ACTIVITY
In full and word for word, restate the lines of the listing.

SOURCE INFORMATION section start

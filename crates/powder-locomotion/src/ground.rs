use powder_core::{slerp_dir, lerp_t, BodyId, Vec3};
use powder_geom::{pick_better, SweepHit};
use powder_terrain::{GroundHit, GroundProbe};

use crate::params::LocoParams;

/// Result of the downward probe, refreshed every physics tick.
#[derive(Copy, Clone, Debug, PartialEq)]
pub struct GroundInfo {
    pub grounded: bool,
    /// Grounded flag of the previous tick.
    pub was_grounded: bool,
    /// Raw hit normal; up when nothing was hit.
    pub normal: Vec3,
    /// `normal` relaxed over time. Always unit length.
    pub smoothed_normal: Vec3,
    /// Probe distance to the hit surface, if any.
    pub distance: Option<f32>,
}

impl Default for GroundInfo {
    fn default() -> Self {
        Self { grounded: false, was_grounded: false, normal: Vec3::Y, smoothed_normal: Vec3::Y, distance: None }
    }
}

impl GroundInfo {
    #[inline] pub fn just_landed(&self) -> bool { self.grounded && !self.was_grounded }
    #[inline] pub fn just_left(&self) -> bool { !self.grounded && self.was_grounded }

    /// Fold one probe result in. Smoothing runs whether or not anything was hit, so a one-tick
    /// contact loss does not snap the velocity frame.
    pub fn update(&mut self, hit: Option<(Vec3, f32)>, smoothing_rate: f32, dt: f32) {
        self.was_grounded = self.grounded;
        match hit {
            Some((n, d)) => {
                self.grounded = true;
                self.normal = n;
                self.distance = Some(d);
            }
            None => {
                self.grounded = false;
                self.normal = Vec3::Y;
                self.distance = None;
            }
        }
        self.smoothed_normal = slerp_dir(self.smoothed_normal, self.normal, lerp_t(smoothing_rate, dt));
    }
}

/// Nearest usable surface under `base`: hits owned by `me` are skipped, distance ties go to the
/// lower index. Returns `(unit normal, distance)`.
pub fn probe_ground(
    probe: &impl GroundProbe,
    base: Vec3,
    me: BodyId,
    p: &LocoParams,
    scratch: &mut Vec<GroundHit>,
) -> Option<(Vec3, f32)> {
    scratch.clear();
    let origin = base + Vec3::Y * p.probe_lift;
    let reach = (p.probe_lift - p.probe_radius).max(0.0) + p.ground_check_distance;
    probe.cast_down(origin, p.probe_radius, reach, scratch);

    let mut best: Option<SweepHit> = None;
    for h in scratch.iter() {
        if h.owner == Some(me) { continue; }
        let n = h.normal.normalize_or_zero();
        if n == Vec3::ZERO || !n.is_finite() || !h.distance.is_finite() { continue; }
        best = pick_better(best, SweepHit { toi: h.distance, normal: n, target_index: h.index });
    }
    best.map(|b| (b.normal, b.toi))
}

SOURCE INFORMATION section end

WORKED SOLUTION
filename crates/powder-locomotion/src/ground.rs
use powder_core::{slerp_dir, lerp_t, BodyId, Vec3};
use powder_geom::{pick_better, SweepHit};
use powder_terrain::{GroundHit, GroundProbe};

use crate::params::LocoParams;

/// Result of the downward probe, refreshed every physics tick.
#[derive(Copy, Clone, Debug, PartialEq)]
pub struct GroundInfo {
    pub grounded: bool,
    /// Grounded flag of the previous tick.
    pub was_grounded: bool,
    /// Raw hit normal; up when nothing was hit.
    pub normal: Vec3,
    /// `normal` relaxed over time. Always unit length.
    pub smoothed_normal: Vec3,
    /// Probe distance to the hit surface, if any.
    pub distance: Option<f32>,
}

impl Default for GroundInfo {
    fn default() -> Self {
        Self { grounded: false, was_grounded: false, normal: Vec3::Y, smoothed_normal: Vec3::Y, distance: None }
    }
}

impl GroundInfo {
    #[inline] pub fn just_landed(&self) -> bool { self.grounded && !self.was_grounded }
    #[inline] pub fn just_left(&self) -> bool { !self.grounded && self.was_grounded }

    /// Fold one probe result in. Smoothing runs whether or not anything was hit, so a one-tick
    /// contact loss does not snap the velocity frame.
    pub fn update(&mut self, hit: Option<(Vec3, f32)>, smoothing_rate: f32, dt: f32) {
        self.was_grounded = self.grounded;
        match hit {
            Some((n, d)) => {
                self.grounded = true;
                self.normal = n;
                self.distance = Some(d);
            }
            None => {
                self.grounded = false;
                self.normal = Vec3::Y;
                self.distance = None;
            }
        }
        self.smoothed_normal = slerp_dir(self.smoothed_normal, self.normal, lerp_t(smoothing_rate, dt));
    }
}

/// Nearest usable surface under `base`: hits owned by `me` are skipped, distance ties go to the
/// lower index. Returns `(unit normal, distance)`.
pub fn probe_ground(
    probe: &impl GroundProbe,
    base: Vec3,
    me: BodyId,
    p: &LocoParams,
    scratch: &mut Vec<GroundHit>,
) -> Option<(Vec3, f32)> {
    scratch.clear();
    let origin = base + Vec3::Y * p.probe_lift;
    let reach = (p.probe_lift - p.probe_radius).max(0.0) + p.ground_check_distance;
    probe.cast_down(origin, p.probe_radius, reach, scratch);

    let mut best: Option<SweepHit> = None;
    for h in scratch.iter() {
        if h.owner == Some(me) { continue; }
        let n = h.normal.normalize_or_zero();
        if n == Vec3::ZERO || !n.is_finite() || !h.distance.is_finite() { continue; }
        best = pick_better(best, SweepHit { toi: h.distance, normal: n, target_index: h.index });
    }
    best.map(|b| (b.normal, b.toi))
}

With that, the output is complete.